Infeksi malaria lebih sulit terjadi pada penderita dengan HbF, defisiensi
G6PD, dan ovalositosis.
Manifestasi umum malaria (Harijanto, 2006):
1. Masa inkubasi
Biasanya berlangsung 8-37 hari tergantung pada spesies parasit
(terpendek untuk P. falciparum dan terpanjang untuk P. malariae),
beratnya infeksi dan pada pengobatan sebelumnya atau pada derajat
resistensi hospes.
2. Keluhan prodromal
Keluhan prodromal dapat terjadi sebelum terjadinya demam, berupa:
kelesuan, malaise, sakit kepala, sakit tulang belakang, nyeri pada
tulang atau otot, anoreksia, perut tidak enak, diare ringan dan kadang-
kadang merasa dingin di punggung. Keluhan prodromal sering terjadi
pada P. vivax dan P. ovale, sedangkan P. falciparum dan P. malariae
keluhan prodromal tidak jelas bahkan gejala dapat mendadak.
3. Gejala-gejala umum
Gejala klasik yaitu terjadinya trias malaria (malaria proxysm) secara
berurutan:
a.

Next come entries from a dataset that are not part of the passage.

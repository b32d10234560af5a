//! Statuspage API client library.
//!
//! Provides typed access to the public Statuspage v2 incident
//! endpoints for a single status page.

pub mod api;

use std::collections::HashMap;

use serde::{Deserialize, Serialize};

pub use api::{IncidentFilter, StatusPageClient};

/// Lifecycle status reported for an incident.
#[derive(Debug, Clone, Copy, PartialEq, Eq, Serialize, Deserialize)]
#[serde(rename_all = "snake_case")]
pub enum IncidentStatus {
    Investigating,
    Identified,
    Monitoring,
    Resolved,
    Postmortem,
    /// Any status string this client does not recognize.
    #[serde(other)]
    Unknown,
}

impl IncidentStatus {
    pub fn is_resolved(self) -> bool {
        matches!(self, Self::Resolved | Self::Postmortem)
    }
}

/// A single incident reported by the status page.
#[derive(Debug, Clone, PartialEq, Eq, Serialize, Deserialize)]
pub struct Incident {
    pub id: String,
    pub name: String,
    pub status: IncidentStatus,
    pub shortlink: String,
    pub page_id: String,
}

/// Unresolved incidents keyed by incident id, as of one poll.
pub type IncidentSet = HashMap<String, Incident>;

/// Unified error type for the statuspage-client crate.
#[derive(Debug, thiserror::Error)]
pub enum StatusPageError {
    #[error("HTTP request failed: {0}")]
    Http(#[from] reqwest::Error),

    #[error("JSON parse error: {0}")]
    Json(#[from] serde_json::Error),

    #[error("Statuspage API error (status {status}): {message}")]
    ApiError { status: u16, message: String },
}
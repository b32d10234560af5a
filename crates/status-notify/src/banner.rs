//! Banner display collaborator contract and banner markup.

use std::sync::Arc;

/// Dismiss handle for a banner that is currently shown.
pub trait BannerHandle: Send + Sync {
    /// Ask the host to close the banner. Closing may complete
    /// asynchronously; observe [`BannerHandle::has_closed`].
    fn dismiss(&self);

    /// Whether the banner has fully closed.
    fn has_closed(&self) -> bool;
}

/// Notification display primitive provided by the host environment.
pub trait BannerDisplay: Send + Sync {
    /// Show a banner with the given HTML content. A persistent banner
    /// stays up until dismissed through the returned handle.
    fn show(&self, html: &str, persistent: bool) -> Arc<dyn BannerHandle>;
}

/// Banner markup for incident notifications.
pub mod render {
    use statuspage_client::Incident;

    /// Banner for a newly opened incident.
    pub fn new_incident(incident: &Incident) -> String {
        format!(
            "<div class=\"status-banner\">\
             <a href=\"{}\" target=\"_blank\">{}</a></div>",
            escape(&incident.shortlink),
            escape(&incident.name),
        )
    }

    /// Banner for a resolved incident, styled distinctly.
    pub fn resolved_incident(incident: &Incident) -> String {
        format!(
            "<div class=\"status-banner status-banner-resolved\">\
             <strong>Resolved:</strong> \
             <a href=\"{}\" target=\"_blank\">{}</a></div>",
            escape(&incident.shortlink),
            escape(&incident.name),
        )
    }

    /// Minimal HTML escaping for text and attribute positions.
    fn escape(text: &str) -> String {
        let mut escaped = String::with_capacity(text.len());
        for c in text.chars() {
            match c {
                '&' => escaped.push_str("&amp;"),
                '<' => escaped.push_str("&lt;"),
                '>' => escaped.push_str("&gt;"),
                '"' => escaped.push_str("&quot;"),
                '\'' => escaped.push_str("&#39;"),
                _ => escaped.push(c),
            }
        }
        escaped
    }

}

Periode dingin
13
Mulai menggigil, kulit dingin dan kering, penderita sering
membungkus dirinya dengan selimut atau sarung pada saat
menggigil, sering seluruh badan gemetar dan gigi-gigi saling
terantuk, pucat sampai sianosis seperti orang kedinginan. Periode
ini berlangsung antara 15 menit sampai 1 jam diikuti dengan
meningkatnya temperatur.
b. Periode panas
Muka penderita terlihat merah, kulit panas dan kering, nadi cepat
dan panas badan tetap tinggi dapat sampai 40°C atau lebih,
penderita membuka selimutnya, respirasi meningkat, nyeri kepala,
nyeri retroorbital, muntah-muntah, dapat terjadi syok (tekanan
darah turun), kesadaran delirium sampai terjadi kejang (anak).

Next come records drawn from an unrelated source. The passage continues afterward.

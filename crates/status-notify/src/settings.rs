//! Settings store collaborator contract.

use serde_json::Value;

/// Settings keys used by this crate.
pub mod keys {
    /// Master toggle for incident banners.
    pub const NOTIFICATIONS_ENABLED: &str = "notifications.enabled";
    /// Poll interval override, in seconds.
    pub const POLL_INTERVAL_SECS: &str = "notifications.interval_secs";
    /// Resolved-banner auto-dismiss duration, in seconds.
    pub const BANNER_DURATION_SECS: &str = "notifications.duration_secs";
    /// Last-known unresolved incident set, as a JSON object.
    pub const UNRESOLVED_INCIDENTS: &str = "statuspage.unresolved_incidents";
}

#[derive(Debug, thiserror::Error)]
pub enum SettingsError {
    #[error("failed to write setting {key}: {message}")]
    Write { key: String, message: String },

    #[error("failed to flush settings: {0}")]
    Flush(String),
}

/// Change callback registered via [`SettingsStore::on_change`],
/// invoked with the new value.
pub type ChangeCallback = Box<dyn Fn(&Value) + Send + Sync>;

/// Key/value settings store provided by the host environment.
///
/// Typed getters return `None` for absent keys; callers supply the
/// default. Writes are buffered until [`SettingsStore::save`] flushes
/// them to durable storage.
pub trait SettingsStore: Send + Sync {
    fn get_bool(&self, key: &str) -> Option<bool>;
    fn get_number(&self, key: &str) -> Option<f64>;
    fn get_json(&self, key: &str) -> Option<Value>;
    fn set_json(&self, key: &str, value: Value) -> Result<(), SettingsError>;

    /// Flush pending writes to durable storage.
    fn save(&self) -> Result<(), SettingsError>;

    /// Register a callback invoked whenever `key` changes.
    fn on_change(&self, key: &str, callback: ChangeCallback);
}
//! Statuspage v2 REST API client.
//!
//! Fetches incident lists for one fixed status page. Incidents that
//! belong to a different page or are missing required fields are
//! dropped from the result instead of failing the request.

use serde::Deserialize;
use serde_json::Value;

use crate::{Incident, IncidentSet, StatusPageError};

/// Which incident list endpoint to query.
#[derive(Debug, Clone, Copy, PartialEq, Eq)]
pub enum IncidentFilter {
    Unresolved,
    All,
}

impl IncidentFilter {
    fn endpoint(self) -> &'static str {
        match self {
            Self::Unresolved => "incidents/unresolved.json",
            Self::All => "incidents.json",
        }
    }
}

/// Raw incident list payload. Entries stay as raw JSON so one
/// malformed incident cannot fail the whole poll.
#[derive(Debug, Deserialize)]
struct IncidentListResponse {
    #[serde(default)]
    incidents: Vec<Value>,
}

/// Statuspage API client bound to a single page id.
pub struct StatusPageClient {
    http: reqwest::Client,
    base_url: String,
    page_id: String,
}

impl StatusPageClient {
    pub fn new(page_id: impl Into<String>) -> Self {
        let page_id = page_id.into();
        let base_url = format!("https://{page_id}.statuspage.io/api/v2");
        Self {
            http: reqwest::Client::new(),
            base_url,
            page_id,
        }
    }

    /// Override the API base URL (tests, self-hosted mirrors).
    pub fn with_base_url(mut self, base_url: impl Into<String>) -> Self {
        self.base_url = base_url.into();
        self
    }

    pub fn page_id(&self) -> &str {
        &self.page_id
    }

    /// Fetch the incident list for the given filter.
    pub async fn incidents(
        &self,
        filter: IncidentFilter,
    ) -> Result<Vec<Incident>, StatusPageError> {
        let url = format!("{}/{}", self.base_url, filter.endpoint());
        let resp = self.http.get(&url).send().await?;

        let status = resp.status();
        let body = resp.text().await?;

        if !status.is_success() {
            return Err(StatusPageError::ApiError {
                status: status.as_u16(),
                message: body,
            });
        }

        let parsed: IncidentListResponse = serde_json::from_str(&body)?;
        Ok(self.collect_incidents(parsed))
    }

    /// Fetch unresolved incidents keyed by incident id.
    pub async fn unresolved_incidents(&self) -> Result<IncidentSet, StatusPageError> {
        let incidents = self.incidents(IncidentFilter::Unresolved).await?;
        Ok(incidents
            .into_iter()
            .map(|incident| (incident.id.clone(), incident))
            .collect())
    }

    fn collect_incidents(&self, response: IncidentListResponse) -> Vec<Incident> {
        let mut incidents = Vec::with_capacity(response.incidents.len());
        for raw in response.incidents {
            let incident: Incident = match serde_json::from_value(raw) {
                Ok(incident) => incident,
                Err(e) => {
                    tracing::debug!("Dropping malformed incident entry: {e}");
                    continue;
                }
            };
            if incident.page_id != self.page_id {
                continue;
            }
            incidents.push(incident);
        }
        incidents
    }
}
//! Incident banner notifications for a status page.
//!
//! Polls a status page for unresolved incidents, diffs each poll
//! against the last-known set, and drives transient banners for newly
//! opened and newly resolved incidents. The host environment supplies
//! the settings store and the notification display through the traits
//! in [`settings`] and [`banner`].

pub mod banner;
pub mod coordinator;
pub mod diff;
pub mod scheduler;
pub mod settings;

#[cfg(test)]
pub(crate) mod testutil;

pub use banner::{BannerDisplay, BannerHandle};
pub use coordinator::BannerCoordinator;
pub use diff::{IncidentDiff, diff};
pub use scheduler::{DEFAULT_POLL_INTERVAL, IncidentSource, StatusPoller};
pub use settings::{SettingsError, SettingsStore, keys};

Periode ini lebih lama dari fase dingin, dapat sampai 2 jam atau
lebih, diikuti dengan keadaan berkeringat.
c. Periode berkeringat
Penderita berkeringat mulai dari temporal, diikuti seluruh tubuh,
sampai basah temperatur turun, penderita merasa capek dan sering
tertidur. Bila penderita bangun akan merasa sehat dan dapat
melakukan pekerjaan biasa.
Trias malaria secara keseluruhan dapat berlangsung antara 6-10 jam,
lebih sering terjadi pada infeksi P. vivax. Pada infeksi P. falciparum
menggigil dapat berlangsung berat ataupun tidak ada. Periode tidak panas
berlangsung 12 jam pada P. falsiparum, 36 jam pada P. vivax dan ovale,
60 jam pada P.malariae.
Anemia merupakan gejala yang sering dijumpai pada infeksi malaria,
dan lebih sering dijumpai pada penderita daerah endemik terutama pada
anak-anak dan ibu hamil. Beberapa mekanisme terjadinya anemia adalah
Pengrusakan eritrosit oleh parasit, hambatan eritropoeisis yang sementar,
hemolisis karena proses complement mediated immune complex,
eritrofagositosis, penghambatan pengeluaran retikulosit. Pembesaran
limpa (splenomegali) akan teraba setelah 3 hari dari serangan infeksi akut
dimana akan terjadi bengkak, nyeri dan hiperemis. Limpa merupakan
14
organ yang penting dalam pertahanan tubuh terhadap infeksi malaria,
penelitian pada binatang percobaan, limpa menghapuskan eritrosit yang
terinfeksi melalui perubahan metabolisme, antigenik dan rheological dari
eritrosit yang terinfeksi (Nugroho, 2000; Harijanto, 2000).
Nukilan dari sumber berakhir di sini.